Ending the Stigma in the Cedar Valley
July 5, 2020
Established in 1949, Black Hawk-Grundy Mental Health Center has seen many changes in the mental health field. However, throughout that 71-year history, one major obstacle continues to hinder getting services to people who need them - the ongoing stigma associated with mental illness.
According to Tom Eachus, executive director at Black Hawk-Grundy Mental Health Center, one in five Americans will experience some type of mental health issue in their lifetime. “That’s about 50 million people in America,” stated Tom, who has 31 years of experience at the center. “Mental health is one of the most common health problems in the United States, yet we struggle to make treatment more mainstream because of the stigma associated with getting mental health services.”
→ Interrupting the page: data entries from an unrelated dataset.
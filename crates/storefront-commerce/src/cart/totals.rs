//! Cart totals.
//!
//! Totals are derived from the line items on every call and never stored.

use crate::cart::CartLineItem;
use crate::ids::ProductId;
use crate::money::{Currency, Money};
use serde::{Deserialize, Serialize};

/// Totals breakdown for a cart.
#[derive(Debug, Clone, Serialize, Deserialize, PartialEq)]
pub struct CartTotals {
    /// Sum of quantities.
    pub total_items: i64,
    /// Sum of `unit_price * quantity`.
    pub total_amount: Money,
    /// Per-line breakdown, in cart order.
    pub lines: Vec<LineTotal>,
}

impl CartTotals {
    /// Compute totals for `items`.
    pub fn compute(items: &[CartLineItem], currency: Currency) -> Self {
        let lines: Vec<LineTotal> = items.iter().map(LineTotal::from).collect();
        Self {
            total_items: total_items(items),
            total_amount: total_amount(items, currency),
            lines,
        }
    }

    /// Check if there is nothing to pay for.
    pub fn is_empty(&self) -> bool {
        self.lines.is_empty()
    }
}

/// Totals for a single line item.
#[derive(Debug, Clone, Serialize, Deserialize, PartialEq)]
pub struct LineTotal {
    /// Product ID.
    pub product_id: ProductId,
    /// Unit price.
    pub unit_price: Money,
    /// Quantity.
    pub quantity: i64,
    /// `unit_price * quantity`.
    pub total: Money,
}

impl From<&CartLineItem> for LineTotal {
    fn from(item: &CartLineItem) -> Self {
        Self {
            product_id: item.product_id,
            unit_price: item.unit_price,
            quantity: item.quantity,
            total: item.line_total(),
        }
    }
}

/// Sum of quantities across `items`.
pub(crate) fn total_items(items: &[CartLineItem]) -> i64 {
    items
        .iter()
        .fold(0_i64, |acc, item| acc.saturating_add(item.quantity))
}

/// Sum of line totals across `items`.
pub(crate) fn total_amount(items: &[CartLineItem], currency: Currency) -> Money {
    items
        .iter()
        .fold(Money::zero(currency), |acc, item| acc.saturating_add(&item.line_total()))
}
Today, Black Hawk-Grundy Mental Health Center has 72 staff in 15 programs working on an active caseload of around 6,000 people, and the need in Iowa continues to be unmet and is growing. “Unfortunately, there are a number of shortages that impact our work and our ability to take care of people,” said Tom. “Statistically, Iowa is 44th in the U.S. in having a behavioral health workforce to draw from.”
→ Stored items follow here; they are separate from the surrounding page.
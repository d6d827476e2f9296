//! CLI command implementations.

pub mod cart;
pub mod checkout;
pub mod prefs;

use clap::{Args, Subcommand};

/// Arguments for the cart command.
#[derive(Args)]
pub struct CartArgs {
    #[command(subcommand)]
    pub command: Option<CartCommand>,
}

#[derive(Subcommand)]
pub enum CartCommand {
    /// Show the cart contents and totals.
    Show,
    /// Add a product to the cart.
    Add(AddArgs),
    /// Set the quantity of a product (0 or less removes it).
    Update {
        /// Product ID.
        id: i64,
        /// New quantity.
        #[arg(allow_negative_numbers = true)]
        quantity: i64,
    },
    /// Remove a product from the cart.
    Remove {
        /// Product ID.
        id: i64,
    },
    /// Empty the cart.
    Clear {
        /// Skip confirmation prompt.
        #[arg(short, long)]
        yes: bool,
    },
}

/// Arguments for adding a product.
#[derive(Args)]
pub struct AddArgs {
    /// Product ID.
    #[arg(long)]
    pub id: i64,

    /// Product name.
    #[arg(long)]
    pub name: String,

    /// Unit price as a decimal amount (e.g. 19.99).
    #[arg(long)]
    pub price: f64,

    /// Number of units to add.
    #[arg(short, long, default_value = "1")]
    pub quantity: u32,

    /// Product description.
    #[arg(long)]
    pub description: Option<String>,

    /// Product category.
    #[arg(long)]
    pub category: Option<String>,

    /// Product image URL.
    #[arg(long)]
    pub image: Option<String>,
}

/// Arguments for the checkout command.
#[derive(Args)]
pub struct CheckoutArgs {
    /// Customer full name.
    #[arg(long)]
    pub name: String,

    /// Customer phone number.
    #[arg(long)]
    pub phone: String,

    /// Delivery address.
    #[arg(long)]
    pub address: String,

    /// City.
    #[arg(long)]
    pub city: String,

    /// State/province.
    #[arg(long)]
    pub province: String,

    /// Email for the order confirmation.
    #[arg(long)]
    pub email: Option<String>,

    /// Delivery note.
    #[arg(long)]
    pub note: Option<String>,

    /// Skip confirmation prompt.
    #[arg(short, long)]
    pub yes: bool,
}

/// Arguments for the prefs command.
#[derive(Args)]
pub struct PrefsArgs {
    /// JSON file with user metadata holding `preferences.notifications`.
    #[arg(short, long, global = true)]
    pub metadata: Option<String>,

    #[command(subcommand)]
    pub command: Option<PrefsCommand>,
}

#[derive(Subcommand)]
pub enum PrefsCommand {
    /// Show every preference flag.
    Show,
    /// Check whether a notification kind would be sent.
    Check {
        /// Notification kind (order_confirmation, order_update, price_drop,
        /// new_product, marketing).
        kind: String,
    },
}
//! Checkout module.
//!
//! Contains customer details, orders, order placement and the
//! confirmation message.

mod confirmation;
mod customer;
mod flow;
mod order;

pub use confirmation::{OrderConfirmation, EXPECTED_DELIVERY_DAYS};
pub use customer::CustomerDetails;
pub use flow::{place_order, place_order_at, LoggingGateway, OrderGateway};
pub use order::{OrderDetails, OrderStatus, PaymentMethod};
The Community Foundation of Northeast Iowa has been at the table for community conversations around mental health in the Cedar Valley for years, and in 2019, made a $50,000 grant to Black Hawk-Grundy Mental Health Center. The grant provided matching gift dollars to help increase giving and awareness of the need for mental health services.
“The grant made a huge impact, not only because it was a generous gift, but because it furthered philanthropy and generosity in the community for the Black Hawk-Grundy Mental Health Center,” said Mike Lind, executive director for the Allen Foundation. The Allen Foundation provides financial support to UnityPoint Health - Allen Hospital, including Black Hawk-Grundy Mental Health Center.
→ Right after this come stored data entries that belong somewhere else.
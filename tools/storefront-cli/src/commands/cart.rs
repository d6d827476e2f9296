//! Cart commands.

use anyhow::{bail, Result};
use dialoguer::Confirm;
use serde::Serialize;
use storefront_cache::KeyValueStore;
use storefront_commerce::cart::{CartLineItem, CartStore};
use storefront_commerce::catalog::ProductSnapshot;
use storefront_commerce::{Money, ProductId};

use super::{AddArgs, CartArgs, CartCommand};
use crate::context::Context;
use crate::output::truncate;

/// Run the cart command.
pub fn run(args: CartArgs, ctx: &Context) -> Result<()> {
    let mut cart = ctx.open_cart()?;

    match args.command {
        Some(CartCommand::Show) | None => {}
        Some(CartCommand::Add(add)) => add_item(&mut cart, add, ctx)?,
        Some(CartCommand::Update { id, quantity }) => {
            let id = ProductId::new(id);
            if cart.get_item(id).is_none() {
                ctx.output.warn(&format!("Product {} is not in the cart", id));
            } else {
                cart.update_quantity(id, quantity);
                if quantity <= 0 {
                    ctx.output.success(&format!("Removed product {}", id));
                } else {
                    ctx.output
                        .success(&format!("Set product {} to quantity {}", id, quantity));
                }
            }
        }
        Some(CartCommand::Remove { id }) => {
            let id = ProductId::new(id);
            match cart.get_item(id).map(|i| i.name.clone()) {
                Some(name) => {
                    cart.remove_item(id);
                    ctx.output.success(&format!("{} has been removed from your cart", name));
                }
                None => ctx.output.warn(&format!("Product {} is not in the cart", id)),
            }
        }
        Some(CartCommand::Clear { yes }) => {
            if !yes && !ctx.output.is_json() && !cart.is_empty() {
                let confirmed = Confirm::new()
                    .with_prompt("Remove every item from the cart?")
                    .default(false)
                    .interact()?;

                if !confirmed {
                    ctx.output.warn("Cart left unchanged");
                    return Ok(());
                }
            }
            cart.clear();
            ctx.output.success("Cart cleared");
        }
    }

    if cart.persist_failures() > 0 {
        ctx.output.warn("The cart could not be saved; changes will be lost on exit");
    }

    show(&cart, ctx);
    Ok(())
}

fn add_item<S: KeyValueStore>(
    cart: &mut CartStore<S>,
    args: AddArgs,
    ctx: &Context,
) -> Result<()> {
    if !args.price.is_finite() || args.price < 0.0 {
        bail!("Price must be a non-negative amount, got {}", args.price);
    }

    let price = Money::from_decimal(args.price, cart.currency());
    let mut product =
        ProductSnapshot::new(ProductId::new(args.id), args.name, price.amount_cents);
    if let Some(description) = args.description {
        product = product.with_description(description);
    }
    if let Some(category) = args.category {
        product = product.with_category(category);
    }
    if let Some(image) = args.image {
        product = product.with_image_url(image);
    }

    cart.add_item_quantity(&product, args.quantity);
    ctx.output.success(&format!(
        "{} x {} added to your cart",
        args.quantity, product.name
    ));
    Ok(())
}

#[derive(Serialize)]
struct CartView<'a> {
    items: &'a [CartLineItem],
    total_items: i64,
    total_amount: String,
}

fn show<S: KeyValueStore>(cart: &CartStore<S>, ctx: &Context) {
    if ctx.output.is_json() {
        ctx.output.json(&CartView {
            items: cart.items(),
            total_items: cart.total_items(),
            total_amount: cart.total_amount().display_amount(),
        });
        return;
    }

    ctx.output.header("Shopping Cart");

    if cart.is_empty() {
        ctx.output.info("Your cart is empty.");
        return;
    }

    let widths: [usize; 5] = [6, 28, 12, 5, 12];
    ctx.output
        .table_row(&["ID", "Name", "Unit price", "Qty", "Total"], &widths);
    for item in cart.items() {
        let cols = [
            item.product_id.to_string(),
            truncate(&item.name, 28),
            item.unit_price.display(),
            item.quantity.to_string(),
            item.line_total().display(),
        ];
        let cols: Vec<&str> = cols.iter().map(String::as_str).collect();
        ctx.output.table_row(&cols, &widths);
    }

    let count = cart.total_items();
    println!();
    ctx.output.kv(
        "Items",
        &format!("{} {}", count, if count == 1 { "item" } else { "items" }),
    );
    ctx.output.kv("Total", &cart.total_amount().display());
}

#[cfg(test)]
mod tests {
    use super::*;
    use crate::output::Output;

    fn context(dir: &tempfile::TempDir) -> Context {
        Context::load_in(dir.path().to_path_buf(), None, Output::new(false, true)).unwrap()
    }

    fn add_args(id: i64, price: f64) -> AddArgs {
        AddArgs {
            id,
            name: format!("Product {}", id),
            price,
            quantity: 1,
            description: None,
            category: None,
            image: None,
        }
    }

    fn cart_command(command: CartCommand) -> CartArgs {
        CartArgs {
            command: Some(command),
        }
    }

    #[test]
    fn test_add_prices_in_cart_currency() {
        let dir = tempfile::tempdir().unwrap();
        let ctx = context(&dir);

        run(cart_command(CartCommand::Add(add_args(1, 19.99))), &ctx).unwrap();

        let cart = ctx.open_cart().unwrap();
        let item = cart.get_item(ProductId::new(1)).unwrap();
        assert_eq!(item.unit_price, Money::new(1999, cart.currency()));
    }

    #[test]
    fn test_add_rejects_bad_price() {
        let dir = tempfile::tempdir().unwrap();
        let ctx = context(&dir);

        for price in [-1.0, f64::NAN, f64::INFINITY] {
            let result = run(cart_command(CartCommand::Add(add_args(1, price))), &ctx);
            assert!(result.is_err());
        }
        assert!(ctx.open_cart().unwrap().is_empty());
    }

    #[test]
    fn test_unknown_id_leaves_cart_unchanged() {
        let dir = tempfile::tempdir().unwrap();
        let ctx = context(&dir);
        run(cart_command(CartCommand::Add(add_args(1, 5.0))), &ctx).unwrap();

        run(cart_command(CartCommand::Update { id: 9, quantity: 3 }), &ctx).unwrap();
        run(cart_command(CartCommand::Remove { id: 9 }), &ctx).unwrap();

        let cart = ctx.open_cart().unwrap();
        assert_eq!(cart.unique_item_count(), 1);
        assert_eq!(cart.total_items(), 1);
        assert!(cart.get_item(ProductId::new(9)).is_none());
    }

    #[test]
    fn test_update_to_zero_removes() {
        let dir = tempfile::tempdir().unwrap();
        let ctx = context(&dir);
        run(cart_command(CartCommand::Add(add_args(1, 5.0))), &ctx).unwrap();
        run(cart_command(CartCommand::Add(add_args(2, 3.0))), &ctx).unwrap();

        run(cart_command(CartCommand::Update { id: 1, quantity: 4 }), &ctx).unwrap();
        run(cart_command(CartCommand::Update { id: 2, quantity: 0 }), &ctx).unwrap();

        let cart = ctx.open_cart().unwrap();
        assert_eq!(cart.get_item(ProductId::new(1)).map(|i| i.quantity), Some(4));
        assert!(cart.get_item(ProductId::new(2)).is_none());
    }

    #[test]
    fn test_clear_in_json_mode_skips_prompt() {
        let dir = tempfile::tempdir().unwrap();
        let ctx = context(&dir);
        run(cart_command(CartCommand::Add(add_args(1, 5.0))), &ctx).unwrap();

        run(cart_command(CartCommand::Clear { yes: false }), &ctx).unwrap();

        assert!(ctx.open_cart().unwrap().is_empty());
    }
}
The additional funding leveraged through the matching gift campaign allowed the center to expand its telehealth system to reach more people and has provided dollars for staff training with experts in evidence-based practices.
“The grant was appreciated and, quite honestly, needed now more than ever,” said Tom. “The reason it’s important is everybody is affected by mental health in one way or another in life.”